A presença de Luis Miguel Cintra em palco é, pois, um acontecimento. Mas foi-o também durante o período de ensaios, quando actores e encenador foram descobrindo o quanto Tchékhov deixa um enorme espaço para a abordagem à narrativa e às suas personagens. “Basta ver quatro ou cinco versões do Vanya”, conta o encenador, “para vermos quatro ou cinco Vanyas muito diferentes – uns mais excêntricos, outros mais deprimidos. E isso vale também para o Astrov, para o professor, para a Sonya ou para a Yelena. Só que tudo bate certo, tudo é possível. Parece que este texto coabita nos opostos.” Essa elasticidade de registos é sobretudo testada quando, no clímax da peça, Vanya dispara sobre o professor (não vamos dizer mais do que isto), naquilo que Bruno Bravo considera a “única hipótese de diálogo” tentada entre os dois.

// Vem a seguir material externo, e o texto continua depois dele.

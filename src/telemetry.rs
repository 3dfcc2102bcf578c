//! Tracing setup for the binary.
//!
//! Events go to stderr, filtered by `RUST_LOG`. The TUI owns the terminal, so
//! it starts with logging off unless `RUST_LOG` asks for it explicitly.

use tracing_subscriber::EnvFilter;

/// Installs the global subscriber. Returns `false` if one was already set.
pub fn init(default_directive: &str) -> bool {
    let filter = EnvFilter::try_from_default_env().unwrap_or_else(|_| EnvFilter::new(default_directive));
    tracing_subscriber::fmt()
        .with_env_filter(filter)
        .with_writer(std::io::stderr)
        .with_target(false)
        .compact()
        .try_init()
        .is_ok()
}
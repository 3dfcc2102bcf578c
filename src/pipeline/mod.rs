//! Remote pipeline boundary: wire types, the `Pipeline` seam and its HTTP client.

mod http;
mod schema;

use std::future::Future;

use serde::Serialize;

use crate::error::PipelineError;
use crate::query::Query;

pub use http::HttpPipeline;
pub use schema::WireSchema;

/// Outbound body: `{"intent": ..., "model": ...}`.
#[derive(Debug, Clone, PartialEq, Eq, Serialize)]
pub struct PipelineRequest {
    #[serde(rename = "intent")]
    pub query: String,
    #[serde(rename = "model")]
    pub model_id: String,
}

impl PipelineRequest {
    pub fn new(query: Query, model_id: impl Into<String>) -> Self {
        Self { query: query.into_inner(), model_id: model_id.into() }
    }
}

/// Decoded pipeline answer. Absent fields are empty.
#[derive(Debug, Clone, Default, PartialEq, Eq)]
pub struct PipelineResponse {
    pub report_html: String,
    pub chart_html_list: Vec<String>,
    pub sql_query: Option<String>,
    /// The pipeline's rewrite of the question, when it reports one.
    pub reformulated_intent: Option<String>,
}

impl PipelineResponse {
    pub fn has_report(&self) -> bool {
        !self.report_html.trim().is_empty()
    }
}

/// One request against the remote pipeline. Implementations perform exactly
/// one outbound call per invocation and never retry.
pub trait Pipeline: Send + Sync {
    fn run(
        &self,
        request: &PipelineRequest,
    ) -> impl Future<Output = Result<PipelineResponse, PipelineError>> + Send;
}
//! Reqwest-based pipeline client.

use reqwest::header::{HeaderMap, HeaderValue, ACCEPT, CONTENT_TYPE};

use super::{Pipeline, PipelineRequest, PipelineResponse, WireSchema};
use crate::config::Config;
use crate::error::PipelineError;

#[derive(Debug, Clone)]
pub struct HttpPipeline {
    http: reqwest::Client,
    endpoint: String,
    schema: WireSchema,
}

impl HttpPipeline {
    pub fn from_config(cfg: &Config) -> anyhow::Result<Self> {
        Self::new(cfg.pipeline_url(), cfg.wire_schema(), cfg.request_timeout())
    }

    pub fn new(
        endpoint: impl Into<String>,
        schema: WireSchema,
        timeout: Option<std::time::Duration>,
    ) -> anyhow::Result<Self> {
        let mut builder = reqwest::Client::builder();
        if let Some(timeout) = timeout {
            builder = builder.timeout(timeout);
        }
        let http = builder.build()?;
        Ok(Self { http, endpoint: endpoint.into(), schema })
    }

    pub fn endpoint(&self) -> &str {
        &self.endpoint
    }

    pub fn schema(&self) -> WireSchema {
        self.schema
    }
}

impl Pipeline for HttpPipeline {
    async fn run(&self, request: &PipelineRequest) -> Result<PipelineResponse, PipelineError> {
        let mut headers = HeaderMap::new();
        headers.insert(CONTENT_TYPE, HeaderValue::from_static("application/json"));
        headers.insert(ACCEPT, HeaderValue::from_static("application/json"));

        tracing::debug!(endpoint = %self.endpoint, model = %request.model_id, "sending pipeline request");
        let resp = self
            .http
            .post(&self.endpoint)
            .headers(headers)
            .json(request)
            .send()
            .await?;

        let status = resp.status();
        if !status.is_success() {
            let body = resp.text().await.unwrap_or_default();
            return Err(PipelineError::Status { status: status.as_u16(), body });
        }

        let body = resp.text().await?;
        self.schema.decode(&body)
    }
}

Essa cena, Bruno Bravo já a viu como uma rebentação emocional, coisa desabrida e histérica, numa discussão desencadeada pela proposta de Serebriakov de vender a quinta da família. A quinta a que Vanya se dedicou durante 25 anos para que o professor pudesse brilhar na cidade, em vez de ter seguido “uma vida normal” em que “podia ter sido um Schopenhauer, um Dostoiévski”. No CAL, essa mesma cena segue “um registo mais baixo, mais esvaziado”. De resto, o mesmo tom, de uma belíssima e penetrante secua, que Bravo adopta para o espectáculo, criando o espaço suficiente para que se insinuem ideias como a oposição do trabalho físico e do trabalho intelectual, a colocação do trabalho no centro da vida (como se pudesse dar-lhe um sentido por si só) ou a passagem do tempo como um elemento potenciador do absurdo do dia-a-dia – algo que, para Bruno Bravo, estabelece uma relação entre Tchékhov e Beckett na maneira como atiram o tempo para a arena teatral.

E o absurdo, esse absurdo da ausência desesperada e desesperançada de um sentido para a existência, impõe-se ainda mais com a pergunta frequente de ‘que horas são?’. Como se fizesse alguma diferença. Como se fosse necessário provar que o relógio não parou. Como se isso precipitasse o final da “enfiada longa de dias, de noites intermináveis”, a que Sonya se refere, e assim se esgotassem as provações que o destino coloca pacientemente no caminho.